En ese momento, un rumor en el pasillo anunció la llegada de alguien importante. Un hombre de avanzada edad, pero con la estatura y la presencia de un líder nato, apareció en la entrada del salón. Su rostro, curtido por los años y los negocios, reflejaba una autoridad innata. Era Matthew Montgomery, el amo de la mansión.
—Alex —dijo el anciano, su voz profunda y resonante—. ¿Quién es nuestro invitado?
—Señor Montgomery —respondió Alex, inclinándose levemente en señal de respeto—. Este es Luke Easton. El nuevo guardaespaldas que necesitábamos.
Luke se levantó de inmediato, extendiendo la mano con firmeza.
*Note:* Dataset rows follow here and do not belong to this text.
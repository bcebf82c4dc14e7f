//! Theme toggle button

use crate::constants;
use crate::dom;
use crate::error::WidgetResult;
use crate::logic::theme::{next_theme, Theme};

/// Bind the toggle button, if the page has one
pub fn mount() -> WidgetResult<()> {
    let Some(button) = dom::by_id(constants::THEME_TOGGLE_ID) else {
        log::debug!("No #{} on page, theme toggle disabled", constants::THEME_TOGGLE_ID);
        return Ok(());
    };

    dom::listen(button.as_ref(), "click", |_| {
        if let Err(e) = toggle() {
            log::warn!("Theme toggle failed: {}", e);
        }
    })
}

/// Flip the root theme attribute and return the new value
pub fn toggle() -> WidgetResult<Theme> {
    let Some(root) = dom::document()?.document_element() else {
        return Ok(Theme::default());
    };
    let current = root.get_attribute(constants::THEME_ATTRIBUTE);
    let next = next_theme(current.as_deref());
    root.set_attribute(constants::THEME_ATTRIBUTE, next.as_str())?;
    log::debug!("Theme set to {}", next);
    Ok(next)
}
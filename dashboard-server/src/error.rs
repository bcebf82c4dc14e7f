//! Error handling

use axum::{
    response::{IntoResponse, Response},
    http::StatusCode,
    Json,
};
use serde_json::json;

#[derive(Debug)]
pub enum AppError {
    // Resource errors
    NotFound(String),
}

impl AppError {
    pub fn status(&self) -> StatusCode {
        match self {
            AppError::NotFound(_) => StatusCode::NOT_FOUND,
        }
    }
}

impl IntoResponse for AppError {
    fn into_response(self) -> Response {
        let status = self.status();
        let error_message = match self {
            AppError::NotFound(msg) => msg,
        };

        let body = Json(json!({
            "error": error_message,
            "status": status.as_u16()
        }));

        (status, body).into_response()
    }
}

#[cfg(test)]
mod tests {
    use super::*;

    #[test]
    fn test_not_found_status() {
        let response = AppError::NotFound("Route not found".into()).into_response();
        assert_eq!(response.status(), StatusCode::NOT_FOUND);
    }
}
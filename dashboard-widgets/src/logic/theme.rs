//! Theme State
//!
//! Dark/light flag stored as an attribute on the document root.
//! Attribute absent or unrecognized ⇒ dark.

#[derive(Debug, Clone, Copy, PartialEq, Eq, Default)]
pub enum Theme {
    #[default]
    Dark,
    Light,
}

impl Theme {
    pub fn as_str(&self) -> &'static str {
        match self {
            Theme::Dark => "dark",
            Theme::Light => "light",
        }
    }

    /// Parse the root attribute value
    pub fn from_attribute(value: Option<&str>) -> Self {
        match value {
            Some("light") => Theme::Light,
            _ => Theme::Dark,
        }
    }

    pub fn toggled(self) -> Self {
        match self {
            Theme::Dark => Theme::Light,
            Theme::Light => Theme::Dark,
        }
    }
}

impl std::fmt::Display for Theme {
    fn fmt(&self, f: &mut std::fmt::Formatter<'_>) -> std::fmt::Result {
        write!(f, "{}", self.as_str())
    }
}

/// Value to write back after one toggle click
pub fn next_theme(current: Option<&str>) -> Theme {
    Theme::from_attribute(current).toggled()
}

#[cfg(test)]
mod tests {
    use super::*;

    #[test]
    fn test_default_is_dark() {
        assert_eq!(Theme::from_attribute(None), Theme::Dark);
        assert_eq!(Theme::from_attribute(Some("")), Theme::Dark);
        assert_eq!(Theme::from_attribute(Some("solarized")), Theme::Dark);
    }

    #[test]
    fn test_first_click_goes_light() {
        assert_eq!(next_theme(None), Theme::Light);
        assert_eq!(next_theme(Some("light")), Theme::Dark);
    }

    #[test]
    fn test_click_parity() {
        for clicks in 0..12 {
            let mut attr: Option<String> = None;
            for _ in 0..clicks {
                attr = Some(next_theme(attr.as_deref()).as_str().to_string());
            }
            let theme = Theme::from_attribute(attr.as_deref());
            let expected = if clicks % 2 == 0 { Theme::Dark } else { Theme::Light };
            assert_eq!(theme, expected, "after {} clicks", clicks);
        }
    }
}
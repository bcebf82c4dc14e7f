//! Dashboard configuration
//!
//! Widget-local settings handed to each widget at mount time. Defaults
//! come from `constants`; a host page may pass a JSON object overriding
//! any subset of fields.

use serde::{Deserialize, Serialize};

use crate::constants;
use super::kpi::KpiTarget;
use super::threat::DataMode;

#[derive(Debug, Clone, PartialEq, Serialize, Deserialize)]
#[serde(default)]
pub struct DashboardConfig {
    /// Threat feed URL
    pub threat_endpoint: String,

    /// TopoJSON world geometry URL
    pub world_atlas_url: String,

    /// Threat refresh interval (ms)
    pub refresh_interval_ms: u32,

    /// Globe canvas height (px)
    pub globe_height: u32,

    /// Threat map height (px)
    pub map_height: u32,

    /// Start the map in demo mode
    pub start_in_demo: bool,

    /// Counter targets
    pub kpi: KpiTarget,
}

impl Default for DashboardConfig {
    fn default() -> Self {
        Self {
            threat_endpoint: constants::DEFAULT_THREAT_ENDPOINT.to_string(),
            world_atlas_url: constants::DEFAULT_WORLD_ATLAS_URL.to_string(),
            refresh_interval_ms: constants::DEFAULT_REFRESH_INTERVAL_MS,
            globe_height: constants::GLOBE_HEIGHT,
            map_height: constants::MAP_HEIGHT,
            start_in_demo: false,
            kpi: KpiTarget::default(),
        }
    }
}

impl DashboardConfig {
    /// Parse host overrides; `None` or blank input yields the defaults.
    ///
    /// The refresh interval is raised to `MIN_REFRESH_INTERVAL_MS`.
    pub fn from_json(json: Option<&str>) -> Result<Self, serde_json::Error> {
        let config: Self = match json.map(str::trim) {
            Some(s) if !s.is_empty() => serde_json::from_str(s)?,
            _ => Self::default(),
        };
        Ok(config.clamped())
    }

    fn clamped(mut self) -> Self {
        if self.refresh_interval_ms < constants::MIN_REFRESH_INTERVAL_MS {
            log::warn!(
                "refresh_interval_ms {} too small, using {}",
                self.refresh_interval_ms,
                constants::MIN_REFRESH_INTERVAL_MS
            );
            self.refresh_interval_ms = constants::MIN_REFRESH_INTERVAL_MS;
        }
        self
    }

    pub fn initial_mode(&self) -> DataMode {
        if self.start_in_demo {
            DataMode::Demo
        } else {
            DataMode::Live
        }
    }
}

#[cfg(test)]
mod tests {
    use super::*;

    #[test]
    fn test_defaults() {
        let config = DashboardConfig::default();
        assert_eq!(config.threat_endpoint, "/api/threat-map");
        assert_eq!(config.refresh_interval_ms, 60_000);
        assert_eq!(config.globe_height, 420);
        assert_eq!(config.map_height, 380);
        assert_eq!(config.initial_mode(), DataMode::Live);
    }

    #[test]
    fn test_blank_input_is_default() {
        assert_eq!(DashboardConfig::from_json(None).unwrap(), DashboardConfig::default());
        assert_eq!(DashboardConfig::from_json(Some("  ")).unwrap(), DashboardConfig::default());
    }

    #[test]
    fn test_partial_override() {
        let config = DashboardConfig::from_json(Some(
            r#"{"threat_endpoint":"/v2/threats","start_in_demo":true,"kpi":{"total":10}}"#,
        ))
        .unwrap();
        assert_eq!(config.threat_endpoint, "/v2/threats");
        assert_eq!(config.initial_mode(), DataMode::Demo);
        assert_eq!(config.kpi.total, 10);
        assert_eq!(config.kpi.malicious, 63);
        assert_eq!(config.world_atlas_url, constants::DEFAULT_WORLD_ATLAS_URL);
    }

    #[test]
    fn test_demo_start_highlights_demo_button() {
        let config = DashboardConfig::from_json(Some(r#"{"start_in_demo":true}"#)).unwrap();
        assert_eq!(config.initial_mode().button_id(), constants::DEMO_BUTTON_ID);
        assert_eq!(DashboardConfig::default().initial_mode().button_id(), constants::LIVE_BUTTON_ID);
    }

    #[test]
    fn test_refresh_interval_has_a_floor() {
        let zero = DashboardConfig::from_json(Some(r#"{"refresh_interval_ms":0}"#)).unwrap();
        assert_eq!(zero.refresh_interval_ms, constants::MIN_REFRESH_INTERVAL_MS);

        let slow = DashboardConfig::from_json(Some(r#"{"refresh_interval_ms":120000}"#)).unwrap();
        assert_eq!(slow.refresh_interval_ms, 120_000);
    }

    #[test]
    fn test_malformed_override_is_an_error() {
        assert!(DashboardConfig::from_json(Some("{not json")).is_err());
    }
}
Matthew la estrechó, su apretón fuerte, evaluador. Sus ojos, grises y penetrantes, lo escrutaron de arriba abajo como si pudiera leer su alma.
—Bienvenido, Easton —dijo finalmente, una leve sonrisa curvando sus labios—. James me habló maravillas de ti. Dice que eres un hombre de palabra. Eso es lo que más valoro.
—Muchas gracias, señor —respondió Luke, su voz seria, respetuosa.
—Alex me informó de tu servicio militar —continuó Montgomery, paseando por el salón como si fuera el amo de un imperio—. Operaciones especiales… no es un camino fácil. Supongo que sabes lo que significa proteger a alguien.
—Sí, señor —confirmó Luke.
—Bueno —dijo Montgomery, volviéndose hacia Alex—. Muéstrale la instalación, prepáralo para que comience mañana mismo. Necesitamos que esté listo cuanto antes.
Con una última mirada intuitiva hacia Luke, el anciano se retiró, sus pasos resonando con la solemnidad de su cargo.
—Vamos, Easton —dijo Alex, indicándole el camino—. Hay mucho por mostrarte.
Recorrieron pasillos que parecían nunca terminar, cruzarón jardines meticulosamente cuidados y llegaron a una estructura independiente en la parte más alejada de la mansión: una pequeña casa de seguridad, robusta y discreta. Al entrar, el ambiente cambió drásticamente. Hombres en trajes negros y camisas blancas se movían con eficiencia, sus manos ocupadas en equipos de comunicación, monitores de seguridad y planos de la propiedad.
—Aquí es donde operamos —explicó Alex—. Y donde te hospedarás. Tienes una habitación individual al fondo: cama, televisión, pequeño sofá, mesa de trabajo y un baño completo. No es el Ritz, pero es funcional y seguro.
Luke recorrió la habitación con la mirada. Era modesta, pero cómoda. Un refugio dentro de la fortaleza.
—Mañana vendrán los sastres para tomar tus medidas —continuó Alex—. Necesitamos trajes a medida, tanto formales como tácticos. En cuanto a armamento… tendrás acceso a lo necesario: pistola compacta con balas de goma y letales, sistema de comunicación integrado, gafas con visión nocturna y herramientas de desactivación. Todo registrado y autorizado, claro está.
Alex se disponía a retirarse cuando Luke lo detuvo con una pregunta.
—Alex… ¿cuándo podré conocer a la persona que protegeré?
Alex se detuvo en la puerta, volviéndose hacia él con una sonrisa que mezclaba ironía y anticipación.
—No te preocupes, Easton —dijo, soltando una breve carcajada—. Lo conocerás pronto. Solo te diré que no será un hombre. Serás el guardaespaldas asignado a la nieta del señor Montgomery… a Ophelia Montgomery.
Con esas palabras, se retiró, dejando a Luke con la pregunta suspendida en el aire, la incógnita de quién sería esa mujer cargando sobre sus hombros como un peso prometedor y peligroso a la vez.